Volcano Summit Remains Quiet
Between mid-May and early August, 2018, the depth of Halema‘uma‘u more than tripled and its diameter more than doubled as magma from Kīlauea’s shallow summit reservoir moved into the Lower East Rift Zone. Evidence of subsidence is visible in this video, taken during an early morning helicopter overflight on Aug. 6, 2018. Cracks and down-dropped blocks of the caldera floor have slumped into Halema‘uma‘u. At the base of the steep crater walls are piles of talus (rock fragments) shaken loose during previous summit collapse events. Areas of persistent steaming within the crater, in the vicinity of the former lava lake, are also visible.
On Tuesday, Aug. 7, 2018, the U.S. Geological Survey reports that activity and lava output from Fissure 8 remains low. The morning overflight crew observed a small active lava lake within the Fissure 8 cone, a weak gas plume, and a drained upper lava channel.

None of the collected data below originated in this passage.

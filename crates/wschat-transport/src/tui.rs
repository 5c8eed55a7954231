//! Terminal input bridge for crossterm front ends.

use crossterm::event::{Event, KeyCode, KeyEvent, KeyEventKind, KeyModifiers};
use wschat_core::UiAction;

/// Composer line of a terminal chat client.
///
/// Collects typed characters into a draft and turns submitted lines into
/// [`UiAction`]s. Lines starting with `/` are commands:
/// `/connect [nick]`, `/disconnect`, `/join <room>`, `/nick <name>`,
/// `/ping`, `/quit`.
#[derive(Debug, Default)]
pub struct ChatInput {
    draft: String,
}

impl ChatInput {
    /// Create an empty composer.
    #[must_use]
    pub fn new() -> Self {
        Self::default()
    }

    /// Current draft.
    #[must_use]
    pub fn draft(&self) -> &str {
        &self.draft
    }

    /// Discard the draft.
    pub fn clear(&mut self) {
        self.draft.clear();
    }

    /// Put a submitted line back, e.g. when sending was refused.
    pub fn restore(&mut self, line: String) {
        self.draft = line;
    }

    /// Handle a crossterm event.
    ///
    /// Returns an action when the event completes one.
    pub fn handle_event(&mut self, event: &Event) -> Option<UiAction> {
        match event {
            Event::Key(key) if key.kind != KeyEventKind::Release => self.handle_key(key),
            Event::Paste(text) => {
                self.draft.push_str(text);
                None
            }
            _ => None,
        }
    }

    /// Handle a key press.
    pub fn handle_key(&mut self, key: &KeyEvent) -> Option<UiAction> {
        match key.code {
            KeyCode::Char('c' | 'd') if key.modifiers.contains(KeyModifiers::CONTROL) => {
                Some(UiAction::Quit)
            }
            KeyCode::Char('u') if key.modifiers.contains(KeyModifiers::CONTROL) => {
                self.draft.clear();
                None
            }
            KeyCode::Char(c) => {
                self.draft.push(c);
                None
            }
            KeyCode::Backspace => {
                self.draft.pop();
                None
            }
            KeyCode::Esc => {
                self.draft.clear();
                None
            }
            KeyCode::Enter => {
                let line = std::mem::take(&mut self.draft);
                let action = parse_line(&line);
                // Plain messages stay in the draft until the caller confirms
                // they went out.
                if matches!(action, Some(UiAction::Send { .. })) {
                    self.draft = line;
                }
                action
            }
            _ => None,
        }
    }
}

/// Parse a submitted composer line.
///
/// Returns `None` for blank lines and incomplete commands.
#[must_use]
pub fn parse_line(line: &str) -> Option<UiAction> {
    let trimmed = line.trim();
    if trimmed.is_empty() {
        return None;
    }

    let Some(command) = trimmed.strip_prefix('/') else {
        return Some(UiAction::Send {
            text: trimmed.to_string(),
        });
    };

    let (name, arg) = command
        .split_once(char::is_whitespace)
        .map_or((command, ""), |(name, arg)| (name, arg.trim()));

    match name {
        "connect" => Some(UiAction::Connect {
            nickname: (!arg.is_empty()).then(|| arg.to_string()),
        }),
        "disconnect" => Some(UiAction::Disconnect),
        "join" if !arg.is_empty() => Some(UiAction::Join {
            room: arg.to_string(),
        }),
        "nick" if !arg.is_empty() => Some(UiAction::Nick {
            nickname: arg.to_string(),
        }),
        "ping" => Some(UiAction::Ping),
        "quit" | "exit" => Some(UiAction::Quit),
        _ => {
            tracing::debug!("Unknown or incomplete command: /{command}");
            None
        }
    }
}

#[cfg(test)]
mod tests {
    use super::*;

    fn key(code: KeyCode) -> KeyEvent {
        KeyEvent::new(code, KeyModifiers::NONE)
    }

    #[test]
    fn test_parse_commands() {
        assert_eq!(
            parse_line("/join tecnologia"),
            Some(UiAction::Join {
                room: "tecnologia".to_string()
            })
        );
        assert_eq!(
            parse_line("/nick  Ana "),
            Some(UiAction::Nick {
                nickname: "Ana".to_string()
            })
        );
        assert_eq!(
            parse_line("/connect"),
            Some(UiAction::Connect { nickname: None })
        );
        assert_eq!(parse_line("/disconnect"), Some(UiAction::Disconnect));
        assert_eq!(parse_line("/ping"), Some(UiAction::Ping));
        assert_eq!(parse_line("/quit"), Some(UiAction::Quit));
    }

    #[test]
    fn test_parse_rejects_blank_and_incomplete() {
        assert_eq!(parse_line(""), None);
        assert_eq!(parse_line("   "), None);
        assert_eq!(parse_line("/join"), None);
        assert_eq!(parse_line("/join   "), None);
        assert_eq!(parse_line("/dance"), None);
    }

    #[test]
    fn test_parse_plain_message() {
        assert_eq!(
            parse_line("  oi pessoal "),
            Some(UiAction::Send {
                text: "oi pessoal".to_string()
            })
        );
    }

    #[test]
    fn test_typing_and_submit() {
        let mut input = ChatInput::new();
        for c in "oi!".chars() {
            assert!(input.handle_key(&key(KeyCode::Char(c))).is_none());
        }
        input.handle_key(&key(KeyCode::Backspace));
        assert_eq!(input.draft(), "oi");

        let action = input.handle_key(&key(KeyCode::Enter));
        assert_eq!(
            action,
            Some(UiAction::Send {
                text: "oi".to_string()
            })
        );
        // Kept until the caller clears it.
        assert_eq!(input.draft(), "oi");
        input.clear();
        assert_eq!(input.draft(), "");
    }

    #[test]
    fn test_command_clears_draft() {
        let mut input = ChatInput::new();
        input.restore("/join random".to_string());
        let action = input.handle_key(&key(KeyCode::Enter));
        assert!(matches!(action, Some(UiAction::Join { .. })));
        assert_eq!(input.draft(), "");
    }

    #[test]
    fn test_ctrl_c_quits() {
        let mut input = ChatInput::new();
        let ctrl_c = KeyEvent::new(KeyCode::Char('c'), KeyModifiers::CONTROL);
        assert_eq!(input.handle_key(&ctrl_c), Some(UiAction::Quit));
    }
}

The surface of the lava lake was about 5-10 meters below the spillway entrance. There were a diminishing number of small active ooze outs near the coast on the Kapoho Bay and Ahalanui lobes and the laze plume was greatly diminished. Active lava remains close to the Pohoiki boat ramp but has not advanced significantly toward it
The significance of this change is not yet clear and hazardous conditions remain in the area. HVO field crews and the UAS team will monitor activity throughout the day and overnight.
It is common for eruptions to wax and wane or pause completely. A return to high levels of lava discharge or new outbreaks in the area of active fissures could occur at any time.
Residents should remain informed and heed Hawai‘i County Civil Defense messages and warnings.
Kīlauea Volcano Middle East Rift Zone
Gas measurements of the Puʻu ʻŌʻō plume taken on Monday and Tuesday morning indicated a reduced SO2 emission rate lower than the measurement last Friday and similar to what has been observed over the past three months. No active lava was observed in the crater on an overflight on Aug. 6.
Kīlauea Volcano Summit
The volcano’s summit remains quiet following the most recent collapse at 11:55 a.m. Aug. 2. This continues a significant departure from the pattern of seismicity and deformation over the past several months, with very low rates of seismicity continuing today. The deformation at the summit as measured by tiltmeter and GPS instruments has virtually stopped.
Summit and LERZ changes considered together imply that the rate of magma leaving the summit to feed the Lower East Rift Zone eruption has decreased. How long this condition will persist is unknown. It is possible that outflow will pick up again, resulting in renewed summit area deflation leading to another collapse event and renewed eruption vigor on the LERZ.